Fairbanks community members raise concerns about effect of school closures on special education
FAIRBANKS, Alaska (KTVF) - On February 1, the Fairbanks North Star Borough School Board voted to close Joy and Anderson Elementary Schools, while repurposing Nordale Elementary.
For the 2022-2023 school year, students from those three schools will be distributed among other schools around the district. This has led to concerns in the community about how the transition will affect students in Special Education programs.
Rachel Read, mother of a child using these programs, said, “Not one person has reached out to see how the kids are handling that, and not to see if the parents need any help.”
In the School District, 2,299 students are enrolled in an Individualized Education Program (IEP). IEPs are documents used to guide special education students who need more personalized instruction plans.
An IEP team always contains a parent, someone representing the school district, a general education teacher and a special education provider, according to Derek Coryell, the School District’s Executive Director of Special Education.
These students vary in the amount of support staff they require. “The student to adult ratio could be four or five adults to one to two students. In other cases where students are not as heavily impacted, looking at reading support, writing support, math support, the case loads are going to look different, so putting a number on it would really be impossible,” Coryell said.
Read’s son E.J. is currently enrolled in the Special Education program at Joy. They both testified to the school board before the group voted 4-3 in favor of the school closures. “I didn’t hear anyone fight, on the board, for the special ed[ucation] kids.”

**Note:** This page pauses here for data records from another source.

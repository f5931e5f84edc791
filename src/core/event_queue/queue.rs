//=========================================================================
// Event Queue
//=========================================================================
//
// Same-thread synchronous fan-out of canonical events.
//
// Architecture:
//   Backend pump → raise(window, event) → listeners[event.kind()]
//                                            ↓ (registration order)
//                                   listener 1, listener 2, ...
//                                            ↓
//   Backend pump ← Ok / DispatchError (all listeners already ran)
//
// Pattern: subscribe → raise (N listeners, in order) → unsubscribe
//
// No buffering, no reordering, no cross-thread delivery. Listeners are
// boxed `FnMut` closures, so the queue is `!Send` and stays on the
// thread that pumps the backends.
//
//=========================================================================

//=== External Dependencies ===============================================

use std::collections::HashMap;
use std::error::Error as StdError;

use log::error;
use thiserror::Error;

//=== Internal Dependencies ===============================================

use super::event::{PlatformEvent, PlatformEventType};
use crate::core::handle::WindowHandle;

//=== Public API ==========================================================

/// Error a listener may return. Reported through [`DispatchError`].
pub type ListenerError = Box<dyn StdError>;

/// Listener result; `Err` does not stop delivery to later listeners.
pub type ListenerResult = Result<(), ListenerError>;

type Listener = Box<dyn FnMut(Option<WindowHandle>, &PlatformEvent) -> ListenerResult>;

/// Identifies a subscription for [`EventQueue::unsubscribe`].
#[derive(Debug, Clone, Copy, PartialEq, Eq, Hash)]
pub struct ListenerId(u64);

/// One failed listener invocation.
#[derive(Debug)]
pub struct ListenerFailure {
    pub listener: ListenerId,
    pub error: ListenerError,
}

/// Raised when one or more listeners failed. Every listener registered
/// for the event was still invoked.
#[derive(Error, Debug)]
#[error("{} listener(s) failed while handling {kind:?}", failures.len())]
pub struct DispatchError {
    pub kind: PlatformEventType,
    pub failures: Vec<ListenerFailure>,
}

//=========================================================================

/// Synchronous dispatch bus between backends and the host application.
pub struct EventQueue {
    listeners: HashMap<PlatformEventType, Vec<(ListenerId, Listener)>>,
    next_id: u64,
}

impl EventQueue {
    /// Creates a queue with no listeners.
    pub fn new() -> Self {
        EventQueue {
            listeners: HashMap::new(),
            next_id: 0,
        }
    }

    //--- Subscription -----------------------------------------------------

    /// Registers `listener` for events of `kind`.
    ///
    /// Listeners of the same kind are invoked in registration order.
    pub fn subscribe<F>(&mut self, kind: PlatformEventType, listener: F) -> ListenerId
    where
        F: FnMut(Option<WindowHandle>, &PlatformEvent) -> ListenerResult + 'static,
    {
        let id = ListenerId(self.next_id);
        self.next_id += 1;

        self.listeners
            .entry(kind)
            .or_default()
            .push((id, Box::new(listener)));

        id
    }

    /// Removes a subscription. Returns false if `id` was not registered.
    pub fn unsubscribe(&mut self, id: ListenerId) -> bool {
        for listeners in self.listeners.values_mut() {
            if let Some(index) = listeners.iter().position(|(lid, _)| *lid == id) {
                // `remove` (not `swap_remove`) keeps registration order.
                listeners.remove(index);
                return true;
            }
        }
        false
    }

    //--- Dispatch ---------------------------------------------------------

    /// Delivers `event` to every listener registered for its kind.
    ///
    /// # Errors
    ///
    /// Returns [`DispatchError`] listing every listener that failed. All
    /// listeners have run by the time this returns.
    pub fn raise(
        &mut self,
        window: Option<WindowHandle>,
        event: PlatformEvent,
    ) -> Result<(), DispatchError> {
        let kind = event.kind();

        let Some(listeners) = self.listeners.get_mut(&kind) else {
            return Ok(());
        };

        let mut failures = Vec::new();
        for (id, listener) in listeners.iter_mut() {
            if let Err(error) = listener(window, &event) {
                error!(
                    target: "pal::events",
                    "Listener {:?} failed on {:?}: {}",
                    id,
                    kind,
                    error
                );
                failures.push(ListenerFailure { listener: *id, error });
            }
        }

        if failures.is_empty() {
            Ok(())
        } else {
            Err(DispatchError { kind, failures })
        }
    }

    //--- Query API --------------------------------------------------------

    /// Number of listeners currently registered for `kind`.
    pub fn listener_count(&self, kind: PlatformEventType) -> usize {
        self.listeners.get(&kind).map(Vec::len).unwrap_or(0)
    }

    /// True if at least one listener is registered for `kind`.
    pub fn has_listeners(&self, kind: PlatformEventType) -> bool {
        self.listener_count(kind) > 0
    }
}

impl Default for EventQueue {
    fn default() -> Self {
        Self::new()
    }
}

//=========================================================================
// Tests
//=========================================================================

#[cfg(test)]
mod tests {
    use super::*;
    use std::cell::RefCell;
    use std::rc::Rc;

    fn recorder() -> (Rc<RefCell<Vec<String>>>, impl Fn(&str) -> Box<dyn FnMut(Option<WindowHandle>, &PlatformEvent) -> ListenerResult>) {
        let log = Rc::new(RefCell::new(Vec::new()));
        let sink = log.clone();
        let make = move |name: &str| {
            let sink = sink.clone();
            let name = name.to_string();
            Box::new(move |_: Option<WindowHandle>, event: &PlatformEvent| {
                sink.borrow_mut().push(format!("{}:{:?}", name, event.kind()));
                Ok(())
            }) as Box<dyn FnMut(Option<WindowHandle>, &PlatformEvent) -> ListenerResult>
        };
        (log, make)
    }

    #[test]
    fn new_queue_has_no_listeners() {
        let queue = EventQueue::new();
        for kind in PlatformEventType::ALL {
            assert!(!queue.has_listeners(kind));
        }
    }

    #[test]
    fn raise_without_listeners_is_ok() {
        let mut queue = EventQueue::new();
        assert!(queue.raise(None, PlatformEvent::Close).is_ok());
    }

    #[test]
    fn listeners_run_in_registration_order() {
        let (log, make) = recorder();
        let mut queue = EventQueue::new();
        queue.subscribe(PlatformEventType::Close, make("first"));
        queue.subscribe(PlatformEventType::Close, make("second"));
        queue.subscribe(PlatformEventType::Close, make("third"));

        queue.raise(None, PlatformEvent::Close).unwrap();

        assert_eq!(
            *log.borrow(),
            vec!["first:Close", "second:Close", "third:Close"]
        );
    }

    #[test]
    fn only_matching_kind_is_delivered() {
        let (log, make) = recorder();
        let mut queue = EventQueue::new();
        queue.subscribe(PlatformEventType::Focus, make("focus"));
        queue.subscribe(PlatformEventType::Close, make("close"));

        queue.raise(None, PlatformEvent::Focus { gained: true }).unwrap();

        assert_eq!(*log.borrow(), vec!["focus:Focus"]);
    }

    #[test]
    fn events_arrive_in_push_order() {
        let seen = Rc::new(RefCell::new(Vec::new()));
        let sink = seen.clone();
        let mut queue = EventQueue::new();
        queue.subscribe(PlatformEventType::Focus, move |_, event| {
            if let PlatformEvent::Focus { gained } = event {
                sink.borrow_mut().push(*gained);
            }
            Ok(())
        });

        queue.raise(None, PlatformEvent::Focus { gained: true }).unwrap();
        queue.raise(None, PlatformEvent::Focus { gained: false }).unwrap();
        queue.raise(None, PlatformEvent::Focus { gained: true }).unwrap();

        assert_eq!(*seen.borrow(), vec![true, false, true]);
    }

    #[test]
    fn failing_listener_does_not_block_later_listeners() {
        let (log, make) = recorder();
        let mut queue = EventQueue::new();
        queue.subscribe(PlatformEventType::Close, make("before"));
        let failing = queue.subscribe(PlatformEventType::Close, |_, _| Err("listener exploded".into()));
        queue.subscribe(PlatformEventType::Close, make("after"));

        let err = queue.raise(None, PlatformEvent::Close).unwrap_err();

        assert_eq!(err.kind, PlatformEventType::Close);
        assert_eq!(err.failures.len(), 1);
        assert_eq!(err.failures[0].listener, failing);
        assert_eq!(err.failures[0].error.to_string(), "listener exploded");
        assert_eq!(*log.borrow(), vec!["before:Close", "after:Close"]);
    }

    #[test]
    fn unsubscribe_removes_only_that_listener() {
        let (log, make) = recorder();
        let mut queue = EventQueue::new();
        let a = queue.subscribe(PlatformEventType::Close, make("a"));
        queue.subscribe(PlatformEventType::Close, make("b"));

        assert!(queue.unsubscribe(a));
        assert!(!queue.unsubscribe(a), "second unsubscribe should report false");
        assert_eq!(queue.listener_count(PlatformEventType::Close), 1);

        queue.raise(None, PlatformEvent::Close).unwrap();
        assert_eq!(*log.borrow(), vec!["b:Close"]);
    }

    #[test]
    fn listener_receives_window_handle() {
        use crate::core::handle::ComponentId;

        let owner = ComponentId::allocate();
        let window = WindowHandle::new(owner, 9);
        let seen = Rc::new(RefCell::new(None));
        let sink = seen.clone();

        let mut queue = EventQueue::new();
        queue.subscribe(PlatformEventType::Close, move |w, _| {
            *sink.borrow_mut() = w;
            Ok(())
        });
        queue.raise(Some(window), PlatformEvent::Close).unwrap();

        assert_eq!(*seen.borrow(), Some(window));
    }
}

According to the school district, as of February 1st of this year, Joy Elementary has 94 students with IEPs, and Nordale has 70.
These will be among the students changing schools. Read explained, “Autistic kids in general take, on average, six months to adjust to a new schedule - and if they’re not comfortable, it is not only going to be torture for them, it’s going to be torture for every person in that building that has to deal with them.”
Coryell said, “An unplanned transition, I know, can be stressful, and cause angst, and that’s not lost on us.”
Read said she is concerned by the school district not having a solid transition plan prior to the board’s vote. “That’s what shocked me the most,” she said, adding, “It was just ‘We’ll decide this after the vote.’”
With much to be done before the start of the coming school year, Read worries about whether there’s time to make a smooth transition. “My biggest fear is that they’re not going to have the supports, they’re not going to have the staff, they’re not going to have the room, and all of these Special Ed kids are going to fall through the cracks.”
According to Coryell, while not every Special Education student will have the same teachers and staff, the district will maintain its full program staffing level. “There will not be any change in the quantity or quality of the services our students will receive at whatever school they end up in our school district.”
Meanwhile, Coryell said there will be summer programs available for students having trouble with the transition. “I know that this has been gut-wrenching and very difficult for many, and we are honestly trying everything we can do to mitigate any of the impact on children and families,” he added.
Coryell argues that Joy Elementary, despite having 94 students with IEPs, isn’t outside the normal range for the district. “There’s not any school in our district that would not feel a similar impact.”
Between Nordale, Joy and Anderson Elementary schools, 213 students with IEPs will need to transition to other schools.
But what effect will the transition to new schools have on these plans? Coryell argues there won’t be many amendments needed to the documents. “The way that IEPs look is there’s a service page on an IEP and it spells out very clearly the type of service and the duration of the service,” he said, adding, “That can be provided at any school and any grade level.”
Read, however, worries about whether there will be time to make the necessary adjustments to these documents before the new school year begins. “The kids from 5th grade that currently have I-E-Ps that transition into next year, those I-E-Ps are scheduled and structured around their current situation, which is staying in that school - and so all of their I-E-Ps are going to have to be amended to include a different building, different staff, four or five different teachers... they’re going to have to have transition meetings, meet the staff, [and] tour the schools.”
This, Read argues is not feasible by the end of the school year -- a situation she says is made worse by increased crowding in some schools, which she argues could trigger behavior in students like her son E.J. who are protective of their personal space. “He has a personal bubble space, and he does not like it when people go into his bubble without him being aware of it prior -- and being in an extremely crowded hallway... I’m afraid that someone’s going to bump into him, and he’s going to react as he normally does, which is turn around and either push them out of the way or punch them.”
These and many more questions remain about how the closures of these schools will affect schooling in the district next year.